Logik und Weitsicht waren in der mittlerweile bereits 35 Jahre lang von einer gescheiterten zur nächsten vertrackten Reform stolpernden Schulpolitik noch nie die Brennpunkte der österreichischen Bildungsellipse. Deutschland hat im Sommer der Hochwasserkatastrophen auch gegen die Schwemme von kleingeistiger Unvernunft aufgepfropften Neuschreib-Absurditäten wenigstens regional bereits wirkunsvolle Maßnahmen gesetzt. In Österreich ist die hartnäckige Frühjahrsmüdigkeit der behördlich zahnlosen Zustimmung zur neuen Rechtschreibung nahtlos der sommerlichen Siesta gewichen. Im Gegensatz zur in der heimatlichen Bodenseeregion auf feriale Tauchstation gegangenen Unterrichtsministerin, haben Wiens Stadtschulratspräsident Kurt Scholz (SP) und sein Salzburger Kollege Gerhard Schäffer (VP) auf die gerichtlichen Schritte von Wiesbaden und Hannover, sowie auf die von der Schülerin Birgit Parade beim österreichischen Verfassungsgerichtshof eingebrachte Individualbeschwerde gegen die Rechtschreibreform reagiert. Der Wiener Oberpädagoge von parteipolitischen Gnaden, pseudo-populistischer Ideenbringer der Leistungsbeurteilung von Lehrern durch Schüler, und der vermeintlichen Einfachheit halber Förderer der Kleinschreibung, meldete sich als Befürworter der Beibehaltung alter Schreibformen typisch österreichischer Eigenart aus dem Sommerloch des Schweigens in den Dienstalltag der Worthülsen zurück. Schäffer, der dem Großteil der von Deutschlands Finanzminister Theo Waigel ungeschminkt als "Schmarrn" bezeichneten Reform nichts abgewinnen kann, kapituliert mit einem mutlosen "für eine Umkehr ist’s schon zu spät", statt zumindest bezüglich Schadensbegrenzung die Ärmel hochzukrempeln. Einfluß hätte der frühere Sport-Staatssekretär genug. Ein Sieg der Vernunft kommt immer früh genug!

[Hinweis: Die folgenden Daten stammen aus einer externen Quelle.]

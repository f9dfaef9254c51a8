use chrono::NaiveDate;
use rust_decimal::Decimal;
use sea_orm::entity::prelude::*;
use serde::{Deserialize, Serialize};

/// Promotional campaign: a percent discount applied to member products
/// within an inclusive date window.
#[derive(Clone, Debug, PartialEq, Eq, DeriveEntityModel, Serialize, Deserialize)]
#[sea_orm(table_name = "promos")]
pub struct Model {
    #[sea_orm(primary_key)]
    pub id: i64,
    pub title: String,
    #[sea_orm(column_type = "Text", nullable)]
    pub description: Option<String>,
    #[sea_orm(column_type = "Decimal(Some((5, 2)))")]
    pub discount_percent: Decimal,
    pub start_date: NaiveDate,
    pub end_date: NaiveDate,
    pub is_active: bool,
}

#[derive(Copy, Clone, Debug, EnumIter, DeriveRelation)]
pub enum Relation {
    #[sea_orm(has_many = "super::promo_product::Entity")]
    PromoProducts,
}

impl Related<super::promo_product::Entity> for Entity {
    fn to() -> RelationDef {
        Relation::PromoProducts.def()
    }
}

impl ActiveModelBehavior for ActiveModel {}

impl Model {
    /// Active flag AND the date falls inside [start_date, end_date].
    pub fn is_active_on(&self, date: NaiveDate) -> bool {
        self.is_active && self.start_date <= date && date <= self.end_date
    }
}
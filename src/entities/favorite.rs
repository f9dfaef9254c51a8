use sea_orm::entity::prelude::*;
use serde::{Deserialize, Serialize};

/// Bookmark linking a user to a product. One per (user, product) pair.
#[derive(Clone, Debug, PartialEq, Eq, DeriveEntityModel, Serialize, Deserialize)]
#[sea_orm(table_name = "favorites")]
pub struct Model {
    #[sea_orm(primary_key)]
    pub id: i64,
    pub user_id: i64,
    pub product_id: i64,
}

#[derive(Copy, Clone, Debug, EnumIter, DeriveRelation)]
pub enum Relation {
    #[sea_orm(
        belongs_to = "super::user::Entity",
        from = "Column::UserId",
        to = "super::user::Column::Id"
    )]
    User,
    #[sea_orm(
        belongs_to = "super::product::Entity",
        from = "Column::ProductId",
        to = "super::product::Column::Id"
    )]
    Product,
}

impl Related<super::user::Entity> for Entity {
    fn to() -> RelationDef {
        Relation::User.def()
    }
}

impl Related<super::product::Entity> for Entity {
    fn to() -> RelationDef {
        Relation::Product.def()
    }
}

impl ActiveModelBehavior for ActiveModel {}
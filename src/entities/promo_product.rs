use sea_orm::entity::prelude::*;
use serde::{Deserialize, Serialize};

/// Membership row linking a product to a promotional campaign.
#[derive(Clone, Debug, PartialEq, Eq, DeriveEntityModel, Serialize, Deserialize)]
#[sea_orm(table_name = "promo_products")]
pub struct Model {
    #[sea_orm(primary_key)]
    pub id: i64,
    pub promo_id: i64,
    pub product_id: i64,
}

#[derive(Copy, Clone, Debug, EnumIter, DeriveRelation)]
pub enum Relation {
    #[sea_orm(
        belongs_to = "super::promo::Entity",
        from = "Column::PromoId",
        to = "super::promo::Column::Id"
    )]
    Promo,
    #[sea_orm(
        belongs_to = "super::product::Entity",
        from = "Column::ProductId",
        to = "super::product::Column::Id"
    )]
    Product,
}

impl Related<super::promo::Entity> for Entity {
    fn to() -> RelationDef {
        Relation::Promo.def()
    }
}

impl Related<super::product::Entity> for Entity {
    fn to() -> RelationDef {
        Relation::Product.def()
    }
}

impl ActiveModelBehavior for ActiveModel {}
use config::{Config, ConfigError, Environment, File};
use serde::Deserialize;
use std::env;
use std::path::Path;
use thiserror::Error;
use tracing::{error, info};
use validator::{Validate, ValidationError, ValidationErrors};

const DEFAULT_LOG_LEVEL: &str = "info";
const DEFAULT_ENV: &str = "development";
const DEFAULT_PORT: u16 = 8080;
const CONFIG_DIR: &str = "config";
const DEFAULT_MEDIA_ROOT: &str = "media";
const DEFAULT_RECENT_WINDOW_DAYS: i64 = 7;
const DEV_DEFAULT_JWT_SECRET: &str =
    "this_is_a_development_secret_key_that_is_at_least_64_characters_long_for_testing";

/// Runtime settings, validated once at startup
#[derive(Clone, Debug, Deserialize, Validate)]
#[serde(deny_unknown_fields)]
pub struct AppConfig {
    /// Postgres or SQLite connection URL
    pub database_url: String,

    /// Signing secret for access and refresh tokens, minimum 64 characters
    #[validate(length(min = 64), custom = "validate_jwt_secret")]
    pub jwt_secret: String,

    /// Access token lifetime in seconds
    pub jwt_expiration: usize,

    /// Refresh token lifetime in seconds
    pub refresh_token_expiration: usize,

    /// Listen address
    pub host: String,

    /// Listen port
    #[serde(default = "default_port")]
    pub port: u16,

    /// Deployment environment name, e.g. "development" or "production"
    pub environment: String,

    /// Log filter level when RUST_LOG is unset
    #[serde(default = "default_log_level")]
    #[validate(custom = "validate_log_level")]
    pub log_level: String,

    /// Emit log lines as JSON instead of human-readable text
    #[serde(default)]
    pub log_json: bool,

    /// Run pending migrations on startup
    #[serde(default)]
    pub auto_migrate: bool,

    /// Comma-separated allowed CORS origins, required outside development
    #[serde(default)]
    pub cors_allowed_origins: Option<String>,

    /// Explicit opt-in to permissive CORS outside development
    #[serde(default = "default_false_bool")]
    pub cors_allow_any_origin: bool,

    /// Send Access-Control-Allow-Credentials
    #[serde(default)]
    pub cors_allow_credentials: bool,

    /// Connection pool upper bound
    #[serde(default = "default_db_max_connections")]
    pub db_max_connections: u32,

    /// Connection pool lower bound
    #[serde(default = "default_db_min_connections")]
    pub db_min_connections: u32,

    /// Pool timeouts, all in seconds
    #[serde(default = "default_db_connect_timeout_secs")]
    pub db_connect_timeout_secs: u64,
    #[serde(default = "default_db_idle_timeout_secs")]
    pub db_idle_timeout_secs: u64,
    #[serde(default = "default_db_acquire_timeout_secs")]
    pub db_acquire_timeout_secs: u64,

    /// Root directory for uploaded media (variant images, instruction manuals)
    #[serde(default = "default_media_root")]
    pub media_root: String,

    /// Window in days for the "recently added products" listing
    #[serde(default = "default_recent_window_days")]
    #[validate(custom = "validate_recent_window_days")]
    pub recent_window_days: i64,

    /// Buffer size of the in-process event channel
    #[serde(default = "default_event_channel_capacity")]
    #[validate(custom = "validate_event_channel_capacity")]
    pub event_channel_capacity: usize,

    /// Page size when a list request omits per_page
    #[serde(default = "default_api_page_size")]
    pub api_default_page_size: u32,

    /// Upper bound on per_page
    #[serde(default = "default_api_max_page_size")]
    pub api_max_page_size: u32,

    /// Request body cap in bytes, sized for multipart uploads
    #[serde(default = "default_max_body_size")]
    pub max_body_size: usize,

    /// `iss` claim stamped into issued tokens
    #[serde(default = "default_auth_issuer")]
    pub auth_issuer: String,

    /// `aud` claim stamped into issued tokens
    #[serde(default = "default_auth_audience")]
    pub auth_audience: String,
}
/// Input for adding an item to an order. When `price_at_time` is omitted the
/// current variant price is captured as the snapshot.
#[derive(Debug, Deserialize, Validate)]
pub struct AddOrderItemInput {
    pub variant_id: i64,
    #[validate(range(min = 1, message = "Quantity must be at least 1"))]
    pub quantity: i32,
    pub price_at_time: Option<Decimal>,
}

/// Partial update of an order item.
#[derive(Debug, Default, Deserialize, Validate)]
pub struct UpdateOrderItemInput {
    #[validate(range(min = 1, message = "Quantity must be at least 1"))]
    pub quantity: Option<i32>,
    pub price_at_time: Option<Decimal>,
}

/// Filters accepted by the administrative order listing.
#[derive(Debug, Default, Deserialize)]
pub struct OrderAdminFilter {
    pub status: Option<OrderStatus>,
    pub payment_method: Option<PaymentMethod>,
    pub user_id: Option<i64>,
    pub date_from: Option<NaiveDate>,
    pub date_to: Option<NaiveDate>,
    pub search: Option<String>,
}

/// Order header together with its line items.
#[derive(Debug, Serialize)]
pub struct OrderDetails {
    pub order: OrderModel,
    pub items: Vec<OrderItemModel>,
}

/// Administrative listing row: the stored header plus columns derived at
/// read time (customer display name, live sum over the line items).
#[derive(Debug, Serialize)]
pub struct OrderAdminRow {
    pub order: OrderModel,
    pub customer: String,
    pub item_count: usize,
    pub items_total: Decimal,
}

/// Service for managing orders and their line items.
///
/// Every item mutation runs inside a transaction together with
/// [`OrderService::recalculate_total`], so the stored `total_price` is never
/// observed out of step with the item set.
#[derive(Clone)]
pub struct OrderService {
    db_pool: Arc<DbPool>,
    event_sender: Arc<EventSender>,
}
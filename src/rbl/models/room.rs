use super::{Player, Transaction};

use crate::ids::{PlayerId, RoomCode, TransactionId};
use crate::{Money, Result};

use std::collections::BTreeMap;

use serde::{Deserialize, Serialize};

#[derive(Serialize, Deserialize, Debug, Clone, Copy, PartialEq, Eq)]
#[serde(rename_all = "lowercase")]
pub enum RoomStatus {
    Active,
    Finished,
}

#[derive(Serialize, Deserialize, Debug, Clone, PartialEq, Eq)]
#[serde(rename_all = "camelCase")]
pub struct RoomInfo {
    pub bank_id: PlayerId,
    pub bank_name: String,
    pub created_at: u64,
    pub status: RoomStatus,
    #[serde(default)]
    pub initial_money: Money,
}

/// Whole `rooms/{code}` subtree
#[derive(Serialize, Deserialize, Debug, Clone, PartialEq, Eq)]
pub struct Room {
    pub code: RoomCode,
    pub info: RoomInfo,
    #[serde(default)]
    pub players: BTreeMap<PlayerId, Player>,
    #[serde(default)]
    pub transactions: BTreeMap<TransactionId, Transaction>,
}

impl Room {
    /// A fresh active room holding only its bank
    pub fn new(
        code: RoomCode,
        bank_id: PlayerId,
        bank_name: String,
        initial_money: Money,
        created_at: u64,
    ) -> Self {
        let mut players = BTreeMap::new();
        players.insert(bank_id.clone(), Player::bank(bank_name.clone(), created_at));

        return Self {
            code,
            info: RoomInfo {
                bank_id,
                bank_name,
                created_at,
                status: RoomStatus::Active,
                initial_money,
            },
            players,
            transactions: BTreeMap::new(),
        };
    }

    pub fn is_active(&self) -> bool {
        self.info.status == RoomStatus::Active
    }

    pub fn player(&self, id: &PlayerId) -> Option<&Player> {
        self.players.get(id)
    }

    pub fn is_bank(&self, id: &PlayerId) -> bool {
        self.player(id).map(|player| player.is_bank).unwrap_or(false)
    }

    /// Stored starting balance, or `default` when it was never set
    pub fn starting_money(&self, default: Money) -> Money {
        if self.info.initial_money.is_positive() {
            self.info.initial_money
        } else {
            default
        }
    }

    /// Non-bank players other than `viewer`, ordered by join time
    pub fn other_players(&self, viewer: &PlayerId) -> Vec<(&PlayerId, &Player)> {
        let mut others: Vec<_> = self
            .players
            .iter()
            .filter(|(id, player)| *id != viewer && !player.is_bank)
            .collect();

        others.sort_by_key(|(id, player)| (player.joined_at, (*id).clone()));
        others
    }

    /// Whole history, newest first
    pub fn history(&self) -> Vec<(&TransactionId, &Transaction)> {
        let mut history: Vec<_> = self.transactions.iter().collect();
        history.sort_by(|(a_id, a), (b_id, b)| b.timestamp.cmp(&a.timestamp).then(b_id.cmp(a_id)));
        history
    }

    /// Transactions sent or received by `player_id`, newest first
    pub fn history_for(&self, player_id: &PlayerId) -> Vec<(&TransactionId, &Transaction)> {
        self.history()
            .into_iter()
            .filter(|(_, tx)| tx.involves(player_id))
            .collect()
    }

    /// Sum of every non-bank balance
    pub fn circulating_money(&self) -> Result<Money> {
        let mut total = Money::ZERO;

        for player in self.players.values().filter(|player| !player.is_bank) {
            total.add(&player.money)?;
        }

        return Ok(total);
    }
}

Es geht hier nicht um die ohnehin bereits ad nauseam strapazierten vokabularischen Unterschiede von Karfiol und Topfen auf den österreichischen Speisezetteln statt des "preußischen" Blumenkohls und Quarks. Sie sind noch keinem bitter aufgestoßen. Umso mehr aber das Ignorieren der gemeinsamen Hoch- und Verkehrssprache mit Deutschland, das schon lange vor Österreichs EU-Beitritt wichtigster Handels- und Wirtschaftspartner gewesen ist. Die beamtete rot-weiß-rote Alpenrepublik wird sich langfristig zu den deutschen Maßnahmen gegen die Rechtschreibreform auf dem Konsensweg etwas einfallen lassen müssen. Es ist generell armselig, daß immer wieder nur der bis zu den juristischen Winkelzügen der Verfassungsdienste reichende Paragraphen-dschungel für die Allgemeinheit kaum verständlicher Lesart über Sinn und Unsinn sprachlicher Reformen zu entscheiden hat. Die Vernunft wird einmal mehr stumm im Regen von unfreiwillig grotesken Verordnungen und Erlässen stehengelassen. Von dort gerät sie in die Traufe der neuen Sprach- und Verständnislosigkeit.